======== GIVEN DATA
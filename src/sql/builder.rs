//! Renders storage statements as parameterized PostgreSQL.

use crate::resource::{Column, Layout};
use crate::storage::{Key, Row, Statement};
use crate::table::{Tables, ID_COLUMN, OWNER_COLUMN};
use serde_json::Value;

const RECORD_ALIAS: &str = "r";
const CONTENT_ALIAS: &str = "c";

/// Quote identifier for PostgreSQL (safe: only from layouts and config).
pub(crate) fn quoted(s: &str) -> String {
    format!("\"{}\"", s.replace('"', "\"\""))
}

/// Table reference; `schema.table` is quoted per part.
pub(crate) fn table_ref(name: &str) -> String {
    name.split('.').map(quoted).collect::<Vec<_>>().join(".")
}

#[derive(Debug)]
pub struct QueryBuf {
    pub sql: String,
    pub params: Vec<Value>,
}

impl QueryBuf {
    fn new() -> Self {
        QueryBuf {
            sql: String::new(),
            params: Vec::new(),
        }
    }

    fn push_param(&mut self, v: Value) -> u32 {
        let n = self.params.len() as u32 + 1;
        self.params.push(v);
        n
    }

    /// Push a parameter and return its placeholder, cast when the column type is known.
    fn placeholder(&mut self, v: Value, columns: &[Column], name: &str) -> String {
        let n = self.push_param(v);
        columns
            .iter()
            .find(|c| c.name == name)
            .map(|c| format!("${}::{}", n, c.pg_type))
            .unwrap_or_else(|| format!("${}", n))
    }

    fn where_key(&mut self, key: &Key) -> String {
        key.iter()
            .map(|(col, val)| {
                let n = self.push_param(val.clone());
                format!("{} = ${}", quoted(col), n)
            })
            .collect::<Vec<_>>()
            .join(" AND ")
    }
}

pub fn render(statement: &Statement) -> QueryBuf {
    match statement {
        Statement::SelectJoined { tables, layout, id } => {
            select_joined(tables, layout, id.as_deref())
        }
        Statement::Insert { table, columns, row, .. } => insert(table, columns, row),
        Statement::Update {
            table,
            columns,
            key,
            row,
        } => update(table, columns, key, row),
        Statement::Delete { table, key } => delete(table, key),
    }
}

/// SELECT record columns and content payload columns, joined on (owner, id).
/// $1 is the owner (record table name); $2, when present, the id.
pub fn select_joined(tables: &Tables, layout: &Layout, id: Option<&str>) -> QueryBuf {
    let mut q = QueryBuf::new();
    let cols = layout
        .record
        .iter()
        .map(|c| format!("{}.{}", RECORD_ALIAS, quoted(c.name)))
        .chain(
            layout
                .content
                .iter()
                .map(|c| format!("{}.{}", CONTENT_ALIAS, quoted(c.name))),
        )
        .collect::<Vec<_>>()
        .join(", ");
    let owner = q.push_param(Value::String(tables.record_table().to_string()));
    let join = format!(
        "{c}.{owner_col} = ${owner} AND {c}.{id} = {r}.{id}",
        c = CONTENT_ALIAS,
        r = RECORD_ALIAS,
        owner_col = quoted(OWNER_COLUMN),
        owner = owner,
        id = quoted(ID_COLUMN),
    );
    let where_clause = match id {
        Some(id) => {
            let n = q.push_param(Value::String(id.to_string()));
            format!(" WHERE {}.{} = ${}", RECORD_ALIAS, quoted(ID_COLUMN), n)
        }
        None => String::new(),
    };
    let mut order = vec![format!("{}.{}", RECORD_ALIAS, quoted(layout.order_by))];
    if layout.order_by != ID_COLUMN {
        order.push(format!("{}.{}", RECORD_ALIAS, quoted(ID_COLUMN)));
    }
    q.sql = format!(
        "SELECT {} FROM {} {} JOIN {} {} ON {}{} ORDER BY {}",
        cols,
        table_ref(tables.record_table()),
        RECORD_ALIAS,
        table_ref(tables.content_table()),
        CONTENT_ALIAS,
        join,
        where_clause,
        order.join(", ")
    );
    q
}

/// INSERT with one placeholder per row value, cast by column type.
pub fn insert(table: &str, columns: &[Column], row: &Row) -> QueryBuf {
    let mut q = QueryBuf::new();
    let mut cols = Vec::with_capacity(row.len());
    let mut placeholders = Vec::with_capacity(row.len());
    for (name, val) in row {
        cols.push(quoted(name));
        placeholders.push(q.placeholder(val.clone(), columns, name));
    }
    q.sql = format!(
        "INSERT INTO {} ({}) VALUES ({})",
        table_ref(table),
        cols.join(", "),
        placeholders.join(", ")
    );
    q
}

/// UPDATE by key: SET every row column that is not part of the key.
pub fn update(table: &str, columns: &[Column], key: &Key, row: &Row) -> QueryBuf {
    let mut q = QueryBuf::new();
    let mut sets = Vec::new();
    for (name, val) in row {
        if key.iter().any(|(k, _)| *k == name.as_str()) {
            continue;
        }
        let rhs = q.placeholder(val.clone(), columns, name);
        sets.push(format!("{} = {}", quoted(name), rhs));
    }
    if sets.is_empty() {
        // Nothing to change; still report whether the key matched.
        if let Some((k, _)) = key.first() {
            sets.push(format!("{} = {}", quoted(k), quoted(k)));
        }
    }
    let where_clause = q.where_key(key);
    q.sql = format!(
        "UPDATE {} SET {} WHERE {}",
        table_ref(table),
        sets.join(", "),
        where_clause
    );
    q
}

pub fn delete(table: &str, key: &Key) -> QueryBuf {
    let mut q = QueryBuf::new();
    let where_clause = q.where_key(key);
    q.sql = format!("DELETE FROM {} WHERE {}", table_ref(table), where_clause);
    q
}

/// CREATE TABLE for a record table: layout columns, `id` as primary key.
pub fn create_record_table(table: &str, layout: &Layout) -> String {
    let mut defs: Vec<String> = layout
        .record
        .iter()
        .map(|c| {
            if c.name == ID_COLUMN {
                format!("{} {} NOT NULL", quoted(c.name), c.pg_type)
            } else {
                format!("{} {}", quoted(c.name), c.pg_type)
            }
        })
        .collect();
    defs.push(format!("PRIMARY KEY ({})", quoted(ID_COLUMN)));
    format!("CREATE TABLE IF NOT EXISTS {} ({})", table_ref(table), defs.join(", "))
}

/// CREATE TABLE for a content table: (owner, id) key plus the key columns only;
/// payload columns are added separately so kinds sharing the table can each add theirs.
pub fn create_content_table(table: &str) -> String {
    format!(
        "CREATE TABLE IF NOT EXISTS {} ({owner} text NOT NULL, {id} text NOT NULL, PRIMARY KEY ({owner}, {id}))",
        table_ref(table),
        owner = quoted(OWNER_COLUMN),
        id = quoted(ID_COLUMN),
    )
}

pub fn add_column(table: &str, column: &Column) -> String {
    format!(
        "ALTER TABLE {} ADD COLUMN IF NOT EXISTS {} {}",
        table_ref(table),
        quoted(column.name),
        column.pg_type
    )
}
================
» REQUIRED ACTION
Print the full listing verbatim. Leave nothing out.

» EXPECTED ANSWER
filename src/sql/builder.rs
//! Renders storage statements as parameterized PostgreSQL.

use crate::resource::{Column, Layout};
use crate::storage::{Key, Row, Statement};
use crate::table::{Tables, ID_COLUMN, OWNER_COLUMN};
use serde_json::Value;

const RECORD_ALIAS: &str = "r";
const CONTENT_ALIAS: &str = "c";

/// Quote identifier for PostgreSQL (safe: only from layouts and config).
pub(crate) fn quoted(s: &str) -> String {
    format!("\"{}\"", s.replace('"', "\"\""))
}

/// Table reference; `schema.table` is quoted per part.
pub(crate) fn table_ref(name: &str) -> String {
    name.split('.').map(quoted).collect::<Vec<_>>().join(".")
}

#[derive(Debug)]
pub struct QueryBuf {
    pub sql: String,
    pub params: Vec<Value>,
}

impl QueryBuf {
    fn new() -> Self {
        QueryBuf {
            sql: String::new(),
            params: Vec::new(),
        }
    }

    fn push_param(&mut self, v: Value) -> u32 {
        let n = self.params.len() as u32 + 1;
        self.params.push(v);
        n
    }

    /// Push a parameter and return its placeholder, cast when the column type is known.
    fn placeholder(&mut self, v: Value, columns: &[Column], name: &str) -> String {
        let n = self.push_param(v);
        columns
            .iter()
            .find(|c| c.name == name)
            .map(|c| format!("${}::{}", n, c.pg_type))
            .unwrap_or_else(|| format!("${}", n))
    }

    fn where_key(&mut self, key: &Key) -> String {
        key.iter()
            .map(|(col, val)| {
                let n = self.push_param(val.clone());
                format!("{} = ${}", quoted(col), n)
            })
            .collect::<Vec<_>>()
            .join(" AND ")
    }
}

pub fn render(statement: &Statement) -> QueryBuf {
    match statement {
        Statement::SelectJoined { tables, layout, id } => {
            select_joined(tables, layout, id.as_deref())
        }
        Statement::Insert { table, columns, row, .. } => insert(table, columns, row),
        Statement::Update {
            table,
            columns,
            key,
            row,
        } => update(table, columns, key, row),
        Statement::Delete { table, key } => delete(table, key),
    }
}

/// SELECT record columns and content payload columns, joined on (owner, id).
/// $1 is the owner (record table name); $2, when present, the id.
pub fn select_joined(tables: &Tables, layout: &Layout, id: Option<&str>) -> QueryBuf {
    let mut q = QueryBuf::new();
    let cols = layout
        .record
        .iter()
        .map(|c| format!("{}.{}", RECORD_ALIAS, quoted(c.name)))
        .chain(
            layout
                .content
                .iter()
                .map(|c| format!("{}.{}", CONTENT_ALIAS, quoted(c.name))),
        )
        .collect::<Vec<_>>()
        .join(", ");
    let owner = q.push_param(Value::String(tables.record_table().to_string()));
    let join = format!(
        "{c}.{owner_col} = ${owner} AND {c}.{id} = {r}.{id}",
        c = CONTENT_ALIAS,
        r = RECORD_ALIAS,
        owner_col = quoted(OWNER_COLUMN),
        owner = owner,
        id = quoted(ID_COLUMN),
    );
    let where_clause = match id {
        Some(id) => {
            let n = q.push_param(Value::String(id.to_string()));
            format!(" WHERE {}.{} = ${}", RECORD_ALIAS, quoted(ID_COLUMN), n)
        }
        None => String::new(),
    };
    let mut order = vec![format!("{}.{}", RECORD_ALIAS, quoted(layout.order_by))];
    if layout.order_by != ID_COLUMN {
        order.push(format!("{}.{}", RECORD_ALIAS, quoted(ID_COLUMN)));
    }
    q.sql = format!(
        "SELECT {} FROM {} {} JOIN {} {} ON {}{} ORDER BY {}",
        cols,
        table_ref(tables.record_table()),
        RECORD_ALIAS,
        table_ref(tables.content_table()),
        CONTENT_ALIAS,
        join,
        where_clause,
        order.join(", ")
    );
    q
}

/// INSERT with one placeholder per row value, cast by column type.
pub fn insert(table: &str, columns: &[Column], row: &Row) -> QueryBuf {
    let mut q = QueryBuf::new();
    let mut cols = Vec::with_capacity(row.len());
    let mut placeholders = Vec::with_capacity(row.len());
    for (name, val) in row {
        cols.push(quoted(name));
        placeholders.push(q.placeholder(val.clone(), columns, name));
    }
    q.sql = format!(
        "INSERT INTO {} ({}) VALUES ({})",
        table_ref(table),
        cols.join(", "),
        placeholders.join(", ")
    );
    q
}

/// UPDATE by key: SET every row column that is not part of the key.
pub fn update(table: &str, columns: &[Column], key: &Key, row: &Row) -> QueryBuf {
    let mut q = QueryBuf::new();
    let mut sets = Vec::new();
    for (name, val) in row {
        if key.iter().any(|(k, _)| *k == name.as_str()) {
            continue;
        }
        let rhs = q.placeholder(val.clone(), columns, name);
        sets.push(format!("{} = {}", quoted(name), rhs));
    }
    if sets.is_empty() {
        // Nothing to change; still report whether the key matched.
        if let Some((k, _)) = key.first() {
            sets.push(format!("{} = {}", quoted(k), quoted(k)));
        }
    }
    let where_clause = q.where_key(key);
    q.sql = format!(
        "UPDATE {} SET {} WHERE {}",
        table_ref(table),
        sets.join(", "),
        where_clause
    );
    q
}

pub fn delete(table: &str, key: &Key) -> QueryBuf {
    let mut q = QueryBuf::new();
    let where_clause = q.where_key(key);
    q.sql = format!("DELETE FROM {} WHERE {}", table_ref(table), where_clause);
    q
}

/// CREATE TABLE for a record table: layout columns, `id` as primary key.
pub fn create_record_table(table: &str, layout: &Layout) -> String {
    let mut defs: Vec<String> = layout
        .record
        .iter()
        .map(|c| {
            if c.name == ID_COLUMN {
                format!("{} {} NOT NULL", quoted(c.name), c.pg_type)
            } else {
                format!("{} {}", quoted(c.name), c.pg_type)
            }
        })
        .collect();
    defs.push(format!("PRIMARY KEY ({})", quoted(ID_COLUMN)));
    format!("CREATE TABLE IF NOT EXISTS {} ({})", table_ref(table), defs.join(", "))
}

/// CREATE TABLE for a content table: (owner, id) key plus the key columns only;
/// payload columns are added separately so kinds sharing the table can each add theirs.
pub fn create_content_table(table: &str) -> String {
    format!(
        "CREATE TABLE IF NOT EXISTS {} ({owner} text NOT NULL, {id} text NOT NULL, PRIMARY KEY ({owner}, {id}))",
        table_ref(table),
        owner = quoted(OWNER_COLUMN),
        id = quoted(ID_COLUMN),
    )
}

pub fn add_column(table: &str, column: &Column) -> String {
    format!(
        "ALTER TABLE {} ADD COLUMN IF NOT EXISTS {} {}",
        table_ref(table),
        quoted(column.name),
        column.pg_type
    )
}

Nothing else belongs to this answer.